▶ [What needs to be done] Below are the records; copy each line in them that holds the word "HashMap".

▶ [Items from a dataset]
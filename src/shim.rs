//! In-memory host shim for running catalogs outside a real host.
//!
//! Real hosts supply their own expression evaluator; this one understands
//! just enough to author and validate catalogs:
//!
//! - `set NAME VALUE` writes a shim variable and yields VALUE
//! - any other token reads the named shim variable (missing reads as 0)
//!
//! Shim variables are the evaluator's own world, separate from the
//! controller's variable store, so a `set` in one step makes later
//! condition tests and expected-state checks against that name truthy.

use std::collections::HashMap;
use stepseq_core::{EvalError, EvalOutput, ExpressionEvaluator};

/// Evaluator over a private map of named values.
#[derive(Debug, Default)]
pub struct VarOpsEvaluator {
    values: HashMap<String, f64>,
    evaluations: u64,
}

impl VarOpsEvaluator {
    pub fn new() -> Self {
        Self::default()
    }

    /// Number of expressions evaluated so far.
    pub fn evaluations(&self) -> u64 {
        self.evaluations
    }

    /// Pre-seeds a variable, e.g. to satisfy a condition step up front.
    pub fn seed(&mut self, name: &str, value: f64) {
        self.values.insert(name.to_string(), value);
    }
}

impl ExpressionEvaluator for VarOpsEvaluator {
    fn evaluate(&mut self, code: &str) -> Result<EvalOutput, EvalError> {
        self.evaluations += 1;
        let mut parts = code.split_whitespace();

        match parts.next() {
            Some("set") => {
                let name = parts
                    .next()
                    .ok_or_else(|| EvalError::new(format!("set without a name: '{code}'")))?;
                let value: f64 = parts
                    .next()
                    .ok_or_else(|| EvalError::new(format!("set without a value: '{code}'")))?
                    .parse()
                    .map_err(|_| EvalError::new(format!("bad value in '{code}'")))?;
                if parts.next().is_some() {
                    return Err(EvalError::new(format!("trailing tokens in '{code}'")));
                }
                self.values.insert(name.to_string(), value);
                Ok(EvalOutput::number(value))
            }
            Some(name) => {
                if parts.next().is_some() {
                    return Err(EvalError::new(format!("trailing tokens in '{code}'")));
                }
                Ok(EvalOutput::number(
                    self.values.get(name).copied().unwrap_or(0.0),
                ))
            }
            None => Err(EvalError::new("empty expression".to_string())),
        }
    }
}
//! Recorder error types.

use thiserror::Error;

/// Errors from recording and reading sample files.
#[derive(Debug, Error)]
pub enum RecorderError {
    #[error("I/O error: {0}")]
    Io(#[from] std::io::Error),

    #[error("configuration error: {0}")]
    Config(#[from] serde_yaml::Error),

    #[error("sample file version mismatch: expected {expected}, got {actual}")]
    VersionMismatch { expected: u64, actual: u64 },

    #[error("sample file corrupt: {reason}")]
    Corrupt { reason: String },
}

▶ [Answer to the problem]
use std::collections::HashMap;
    values: HashMap<String, f64>,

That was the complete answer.